To avoid confronting these flaws, the majority quotes Amgen’s admonition that “[m]erits questions may be considered to the extent — but only to the extent — that they are relevant to determining whether the Rule 23 prerequisites for class certification are satisfied.” 133 S.Ct. at 1195. But whether Align works similarly for each class member is relevant to certification and therefore not beyond the scope of *529the court’s rigorous analysis. See Dukes, 131 S.Ct. at 2551-52 (“The class determination generally involves considerations that are enmeshed in the factual and legal issues comprising the plaintiffs cause of action.” (quoting Falcon, 457 U.S. at 160, 102 S.Ct. 2364)). If Align works to varying degrees — or at all — depending on each member’s unique physiology, then the question of Align’s efficacy involves myriad individual inquiries. See Comcast, 133 S:Ct. at 1432 (“The party must also satisfy through evidentiary proof at least one of the provisions of Rule 23(b).”). This fundamental defect will not disappear by allowing Plaintiffs to define the question at an impossibly high level of abstraction. As the case proceeds, the problems with the district court’s certification order will become painfully clear. Either the court will have to whittle down the class definition every time P & G produces a study showing that patients with a certain makeup benefit from Align or the court must award judgment to P & G and preclude class members with colorable claims from recovery because it defined the class too broadly in the first place.
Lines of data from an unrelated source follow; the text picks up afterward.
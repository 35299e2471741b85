use std::ptr;
use std::thread;

use crate::data_structures::node::{Node, MAX_HEIGHT};

// =============================================================================
// TRUNCATED SKIP LIST
// =============================================================================
//
// A lock-free skip list capped at MAX_HEIGHT levels. Nodes that reach the
// cap additionally maintain a backward `prev` pointer on the top level,
// forming a repairable doubly-linked list that predecessor queries walk.
//
// Level 4:  HEAD ──────────────────────────────► 30 ────────────────► TAIL
//             │                                 ◄─┘ (prev)             │
// Level 3:  HEAD ─────────► 10 ───────────────► 30 ────────────────► TAIL
// Level 2:  HEAD ─────────► 10 ──────► 20 ────► 30 ────────────────► TAIL
// Level 1:  HEAD ─────────► 10 ──────► 20 ────► 30 ────────────────► TAIL
// Level 0:  HEAD ─────────► 10 ──────► 20 ────► 30 ───────► 40 ────► TAIL
//
// INVARIANTS:
// 1. Every level is sorted strictly ascending between the sentinels
// 2. The node set at level L is a subset of the node set at level L-1
// 3. `marked` flips false -> true once; marked nodes are invisible to
//    membership but stay traversable until cooperatively unlinked
// 4. The sentinels are never marked or removed
// 5. A retired top-level node is erased from every live `prev` pointer
//    before its memory may be reclaimed
//
// Every retry loop carries an iteration budget. Hitting the budget returns
// a best-effort result; callers revalidate via CAS on use and later
// operations repair any residue.
// =============================================================================

/// Iteration budget for a single `list_search` call.
const SEARCH_BOUND: usize = 1000;
/// Searches past this many iterations start yielding to break livelock.
const SEARCH_YIELD_AFTER: usize = 100;
/// Retry budget for `fix_prev`.
const FIX_PREV_BOUND: usize = 100;
/// Fix-prev retries past this threshold yield.
const FIX_PREV_YIELD_AFTER: usize = 10;
/// Hop budget for the backward walk on the top level.
const BACK_WALK_BOUND: usize = 1000;

/// Lock-free skip list truncated at [`MAX_HEIGHT`] levels.
///
/// The head sentinel carries key 0 and the tail sentinel key `u32::MAX`;
/// both are distinguished from real nodes by pointer identity, which keeps
/// key 0 insertable. `u32::MAX` itself is shadowed by the tail and reports
/// "already present" on insert.
pub struct TruncatedSkipList {
    head: *mut Node,
    tail: *mut Node,
}

impl TruncatedSkipList {
    pub fn new() -> Self {
        let head = Node::alloc_sentinel(0);
        let tail = Node::alloc_sentinel(u32::MAX);
        unsafe {
            for level in 0..MAX_HEIGHT {
                (*head).set_next(level, tail);
            }
            (*tail).set_prev(head);
        }
        TruncatedSkipList { head, tail }
    }

    #[inline]
    pub fn head(&self) -> *mut Node {
        self.head
    }

    #[inline]
    pub fn tail(&self) -> *mut Node {
        self.tail
    }

    #[inline]
    pub fn is_sentinel(&self, node: *mut Node) -> bool {
        node == self.head || node == self.tail
    }

    /// Sample a tower height: geometric with p = 0.5, clamped to the cap.
    ///
    /// A single random word replaces the coin-flip loop: each trailing one
    /// bit is one successful flip.
    #[inline]
    fn random_height() -> usize {
        let random_bits = fastrand::u32(..);
        (1 + (!random_bits).trailing_zeros() as usize).min(MAX_HEIGHT)
    }

    /// Locate the (left, right) bracket for `key` on `level`, starting the
    /// walk at `start`.
    ///
    /// Marked successors encountered on the way are cooperatively unlinked
    /// via CAS. On return `right` was unmarked and `left.next[level] ==
    /// right` held at some point during the call — except after the
    /// iteration budget runs out, where the best-known bracket is returned
    /// and the caller's CAS revalidates it.
    pub fn list_search(&self, key: u32, start: *mut Node, level: usize) -> (*mut Node, *mut Node) {
        let mut left = start;
        let mut right = ptr::null_mut();
        let mut iterations = 0;

        while iterations < SEARCH_BOUND {
            iterations += 1;
            left = start;

            unsafe {
                right = (*left).next(level);

                // Unlink marked nodes sitting right after `left`
                while !right.is_null() && (*right).is_marked() {
                    let next_right = (*right).next(level);
                    if (*left).cas_next(level, right, next_right).is_ok() {
                        right = next_right;
                    } else {
                        break;
                    }
                }

                // Advance toward the key
                while !right.is_null() && (*right).key() < key && !(*right).is_marked() {
                    left = right;
                    right = (*left).next(level);

                    while !right.is_null() && (*right).is_marked() {
                        let next_right = (*right).next(level);
                        if (*left).cas_next(level, right, next_right).is_ok() {
                            right = next_right;
                        } else {
                            break;
                        }
                    }
                }

                // Validate the bracket before handing it out
                if (right.is_null() || !(*right).is_marked())
                    && (*left).next(level) == right
                    && !(*left).is_marked()
                {
                    return (left, right);
                }
            }

            if iterations > SEARCH_YIELD_AFTER {
                thread::yield_now();
            }
        }

        // Budget exhausted: hand back what we have rather than spin
        (left, right)
    }

    /// Insert `key`, returning the new node, or `None` when an unmarked
    /// node with the same key is already present.
    ///
    /// The tower is linked bottom-up; the level-0 CAS is the linearization
    /// point. A concurrent deleter that wins the race mid-build sets the
    /// node's `stop` flag, upon which promotion is abandoned and the links
    /// already published are left for the deleter to retire.
    pub fn insert(&self, key: u32) -> Option<*mut Node> {
        let height = Self::random_height();

        let mut preds: [*mut Node; MAX_HEIGHT] = [ptr::null_mut(); MAX_HEIGHT];
        let mut succs: [*mut Node; MAX_HEIGHT] = [ptr::null_mut(); MAX_HEIGHT];

        // Bracket every level top-down, threading each left hand down as
        // the next level's starting point
        let mut start = self.head;
        for level in (0..MAX_HEIGHT).rev() {
            let (left, right) = self.list_search(key, start, level);
            if level < height {
                unsafe {
                    if !right.is_null() && (*right).key() == key && !(*right).is_marked() {
                        return None;
                    }
                }
                preds[level] = left;
                succs[level] = right;
            }
            start = left;
        }

        let node = Node::alloc(key, height);

        for level in 0..height {
            loop {
                unsafe {
                    if (*node).is_stopped() {
                        // A deleter claimed the half-built tower; whatever
                        // is linked so far is theirs to unlink
                        return Some(node);
                    }

                    (*node).set_next(level, succs[level]);
                    if (*preds[level]).cas_next(level, succs[level], node).is_ok() {
                        break;
                    }

                    let (left, right) = self.list_search(key, preds[level], level);
                    if level == 0
                        && !right.is_null()
                        && (*right).key() == key
                        && !(*right).is_marked()
                    {
                        // Lost the level-0 race to a concurrent insert of
                        // the same key
                        Node::dealloc_ptr(node);
                        return None;
                    }
                    preds[level] = left;
                    succs[level] = right;
                }
            }
        }

        if height == MAX_HEIGHT {
            self.fix_prev(preds[MAX_HEIGHT - 1], node);
        }

        Some(node)
    }

    /// Install the top-level `prev` pointer of a freshly promoted node.
    ///
    /// Bounded: after the retry budget the node is forced ready without a
    /// prev and backward walkers fall back to a head rescan.
    pub fn fix_prev(&self, mut pred: *mut Node, node: *mut Node) {
        let mut retries = 0;

        unsafe {
            while !(*node).is_marked() && retries < FIX_PREV_BOUND {
                let (left, right) = self.list_search((*node).key(), pred, MAX_HEIGHT - 1);
                if right == node {
                    (*node).set_prev(left);
                    if (*left).is_marked() {
                        // The deleter of `left` may already have run its
                        // repair scan past us; the head is always safe
                        (*node).set_prev(self.head);
                    }
                    (*node).set_ready();
                    return;
                }
                pred = left;
                retries += 1;
                if retries > FIX_PREV_YIELD_AFTER {
                    thread::yield_now();
                }
            }

            (*node).set_ready();
        }
    }

    /// Logically delete `node`, then physically unlink it top-down.
    ///
    /// Returns false when another thread already owns the deletion. The
    /// mark CAS is the linearization point. For a top-level node, the
    /// moment it leaves the top level its `back` escape pointer is
    /// installed and every live `prev` still naming it is repaired, so the
    /// node can be retired once the caller's epoch ends.
    pub fn delete(&self, node: *mut Node) -> bool {
        unsafe {
            if !(*node).try_mark() {
                return false;
            }
            (*node).set_stop();

            let key = (*node).key();
            let height = (*node).height();

            for level in (0..height).rev() {
                loop {
                    let (left, right) = self.list_search(key, self.head, level);
                    if right != node {
                        // Already off this level (usually by the search's
                        // own cooperative unlinking)
                        break;
                    }
                    let next = (*node).next(level);
                    if (*left).cas_next(level, node, next).is_ok() {
                        break;
                    }
                }

                if height == MAX_HEIGHT && level == MAX_HEIGHT - 1 {
                    let (left, _right) = self.top_neighbors(key);
                    (*node).set_back(left);
                    self.repair_top_prev(node, left);
                }
            }

            true
        }
    }

    /// Top-level (left, right) neighbours of `key`.
    #[inline]
    pub fn top_neighbors(&self, key: u32) -> (*mut Node, *mut Node) {
        self.list_search(key, self.head, MAX_HEIGHT - 1)
    }

    /// Erase `node` from every live `prev` on the top level.
    ///
    /// The original design leaves stale prev pointers for the collector to
    /// keep alive; with deferred reclamation the deleter must scrub them
    /// before the node is retired.
    fn repair_top_prev(&self, node: *mut Node, left: *mut Node) {
        unsafe {
            let mut curr = self.head;
            let mut steps = 0;
            loop {
                let _ = (*curr).cas_prev(node, left);
                if curr == self.tail || steps >= SEARCH_BOUND {
                    break;
                }
                let next = (*curr).next(MAX_HEIGHT - 1);
                if next.is_null() {
                    break;
                }
                curr = next;
                steps += 1;
            }
            let _ = (*self.tail).cas_prev(node, left);
        }
    }

    /// Walk backward from `curr` along the top level until reaching a live
    /// node with key strictly below `key`.
    ///
    /// Marked nodes are escaped through `back`; unmarked ones through
    /// `prev` once `ready`. Any dead end (missing pointer, hop budget)
    /// resolves to the head sentinel, which degrades the caller to a full
    /// rescan but never blocks.
    pub fn back_walk(&self, mut curr: *mut Node, key: u32) -> *mut Node {
        let mut steps = 0;
        unsafe {
            while curr != self.head {
                if curr != self.tail && !(*curr).is_marked() && (*curr).key() < key {
                    return curr;
                }

                let hop = if (*curr).is_marked() {
                    (*curr).back()
                } else if (*curr).is_ready() {
                    (*curr).prev()
                } else {
                    ptr::null_mut()
                };

                if hop.is_null() {
                    return self.head;
                }
                curr = hop;

                steps += 1;
                if steps > BACK_WALK_BOUND {
                    return self.head;
                }
            }
        }
        self.head
    }

    /// Strict predecessor of `key` reachable from `start`, which must sit
    /// on the top level (a trie leaf, a back-walk result, or the head).
    ///
    /// Descends level by level, carrying the left bracket down. Returns the
    /// head sentinel when no smaller key exists.
    pub fn strict_pred_from(&self, key: u32, start: *mut Node) -> *mut Node {
        let mut left = start;
        for level in (0..MAX_HEIGHT).rev() {
            let (l, _r) = self.list_search(key, left, level);
            left = l;
        }
        left
    }

    /// Find the live node with exactly `key` by scanning level 0 forward
    /// from `start` (typically the strict predecessor).
    ///
    /// The scan re-reads `start.next[0]`, so a key whose level-0 link was
    /// published after the predecessor search is still observed.
    pub fn find(&self, key: u32, start: *mut Node) -> Option<*mut Node> {
        unsafe {
            let mut curr = (*start).next(0);
            while !curr.is_null() && curr != self.tail {
                if (*curr).is_marked() {
                    curr = (*curr).next(0);
                    continue;
                }
                if (*curr).key() >= key {
                    return if (*curr).key() == key { Some(curr) } else { None };
                }
                curr = (*curr).next(0);
            }
            None
        }
    }
}

impl Default for TruncatedSkipList {
    fn default() -> Self {
        Self::new()
    }
}

impl Drop for TruncatedSkipList {
    fn drop(&mut self) {
        unsafe {
            // Every linked node is on level 0; unlinked nodes were handed
            // to the caller for retirement when they were removed
            let mut curr = (*self.head).next(0);
            while !curr.is_null() && curr != self.tail {
                let next = (*curr).next(0);
                Node::dealloc_ptr(curr);
                curr = next;
            }
            Node::dealloc_ptr(self.head);
            Node::dealloc_ptr(self.tail);
        }
    }
}

// Safety: all shared state is behind atomics; node lifetime is managed by
// the owning wrapper's reclamation scheme
unsafe impl Send for TruncatedSkipList {}
unsafe impl Sync for TruncatedSkipList {}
By discounting the evidence presented at the certification stage, moreover, the majority affirms a class definition that includes a clutch of members without standing. E.g., Kohen v. Pac. Inv. Mgmt. Co. LLC, 571 F.3d 672, 677 (7th Cir.2009) (“[A] class should not be certified if it is apparent that it contains a great many persons who have suffered no injury at the hands of the defendant....” (citations omitted)); Denney v. Deutsche Bank AG, 443 F.3d 253, 264 (2d Cir.2006) (“The class must therefore be defined in such a way that anyone within it would have standing.”). The class definition includes all purchasers of Align despite the fact' that Plaintiffs offer no proof to rebut the studies showing that the product improves digestive health for IBS patients. The only evidence before the court shows that IBS patients suffered no injury (because Align works as-advertised for them), and therefore Plaintiffs have failed to show a properly defined class. See Lujan v. Defenders of Wildlife, 504 U.S. 555, 561, 112 S.Ct. 2130, 119 L.Ed.2d 351 (1992) (“[Ejach element must be supported in the same way as any other matter on which the plaintiff bears the burden of proof, i.e., with the manner and degree of evidence required at the successive stages of the litigation.”). Unless Plaintiffs muster some evidence rebutting the IBS studies, their claim is already doomed.

For these reasons, the Supreme Court requires plaintiffs to affirmatively prove that common questions both exist and predominate. Though Plaintiffs artfully frame the question in a binary fashion, a rigorous analysis of their evidence shows that resolution of the Plaintiffs’ question cannot apply universally to all class members. Plaintiffs offer nothing in support of their claim that Align benefits no one. Instead, they nitpick P & G’s competent evidence, trot out an expert without any opinion as to the supplement’s efficacy, and promise to conduct the definitive trial of Align that accounts for all variables of human physiology. Dukes and its progeny teach us that this is insufficient to justify class certification. I must dissent.